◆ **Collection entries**

——

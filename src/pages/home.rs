//! Home Page
//!
//! Grid of all categories, each linking to its listing.

use leptos::prelude::*;
use leptos::task::spawn_local;

use crate::api::{ApiClient, MealSource};
use crate::render::{self, GridFragment};

#[component]
pub fn HomePage(client: ApiClient) -> impl IntoView {
    let (grid, set_grid) = signal::<Option<GridFragment>>(None);

    Effect::new(move |_| {
        let client = client.clone();
        spawn_local(async move {
            let categories = client.list_categories().await;
            log::debug!("[Home] Loaded {} categories", categories.len());
            set_grid.set(Some(render::category_grid(&categories)));
        });
    });

    let markup = move || grid.with(|g| g.as_ref().map(|g| g.markup.clone()).unwrap_or_default());
    let empty = move || grid.with(|g| g.as_ref().is_some_and(|g| g.show_no_results));

    view! {
        <section class="home">
            <h2>"Browse by Category"</h2>
            <p class="loading" class:hidden=move || grid.with(Option::is_some)>"Loading categories..."</p>
            <div id="categoryGrid" class="grid" class:hidden=empty inner_html=markup></div>
            <p class="no-results" class:hidden=move || !empty()>"No categories available."</p>
        </section>
    }
}
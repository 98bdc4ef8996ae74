//! API Errors
//!
//! Failures seen while talking to the recipe API. Never leave the `api` module.

/// Reasons a request produced no usable data
#[derive(Debug, Clone, PartialEq, Eq)]
pub enum ApiError {
    /// Network unreachable, CORS rejection, request build failure
    Transport(String),
    /// Non-2xx response
    Status(u16),
    /// Body was not the expected JSON
    Decode(String),
}

impl std::fmt::Display for ApiError {
    fn fmt(&self, f: &mut std::fmt::Formatter<'_>) -> std::fmt::Result {
        match self {
            ApiError::Transport(msg) => write!(f, "Transport error: {}", msg),
            ApiError::Status(code) => write!(f, "Unexpected HTTP status: {}", code),
            ApiError::Decode(msg) => write!(f, "Decode error: {}", msg),
        }
    }
}

impl std::error::Error for ApiError {}

impl From<reqwest::Error> for ApiError {
    fn from(e: reqwest::Error) -> Self {
        ApiError::Transport(e.to_string())
    }
}

impl From<serde_json::Error> for ApiError {
    fn from(e: serde_json::Error) -> Self {
        ApiError::Decode(e.to_string())
    }
}

pub type ApiResult<T> = Result<T, ApiError>;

——

◆ **Problem statement**
Please return every entry exactly as it appears.

◆ **Expected answer**
filename src/pages/home.rs
//! Home Page
//!
//! Grid of all categories, each linking to its listing.

use leptos::prelude::*;
use leptos::task::spawn_local;

use crate::api::{ApiClient, MealSource};
use crate::render::{self, GridFragment};

#[component]
pub fn HomePage(client: ApiClient) -> impl IntoView {
    let (grid, set_grid) = signal::<Option<GridFragment>>(None);

    Effect::new(move |_| {
        let client = client.clone();
        spawn_local(async move {
            let categories = client.list_categories().await;
            log::debug!("[Home] Loaded {} categories", categories.len());
            set_grid.set(Some(render::category_grid(&categories)));
        });
    });

    let markup = move || grid.with(|g| g.as_ref().map(|g| g.markup.clone()).unwrap_or_default());
    let empty = move || grid.with(|g| g.as_ref().is_some_and(|g| g.show_no_results));

    view! {
        <section class="home">
            <h2>"Browse by Category"</h2>
            <p class="loading" class:hidden=move || grid.with(Option::is_some)>"Loading categories..."</p>
            <div id="categoryGrid" class="grid" class:hidden=empty inner_html=markup></div>
            <p class="no-results" class:hidden=move || !empty()>"No categories available."</p>
        </section>
    }
}
repository 98bdc4ef8996ae74
//! API Errors
//!
//! Failures seen while talking to the recipe API. Never leave the `api` module.

/// Reasons a request produced no usable data
#[derive(Debug, Clone, PartialEq, Eq)]
pub enum ApiError {
    /// Network unreachable, CORS rejection, request build failure
    Transport(String),
    /// Non-2xx response
    Status(u16),
    /// Body was not the expected JSON
    Decode(String),
}

impl std::fmt::Display for ApiError {
    fn fmt(&self, f: &mut std::fmt::Formatter<'_>) -> std::fmt::Result {
        match self {
            ApiError::Transport(msg) => write!(f, "Transport error: {}", msg),
            ApiError::Status(code) => write!(f, "Unexpected HTTP status: {}", code),
            ApiError::Decode(msg) => write!(f, "Decode error: {}", msg),
        }
    }
}

impl std::error::Error for ApiError {}

impl From<reqwest::Error> for ApiError {
    fn from(e: reqwest::Error) -> Self {
        ApiError::Transport(e.to_string())
    }
}

impl From<serde_json::Error> for ApiError {
    fn from(e: serde_json::Error) -> Self {
        ApiError::Decode(e.to_string())
    }
}

pub type ApiResult<T> = Result<T, ApiError>;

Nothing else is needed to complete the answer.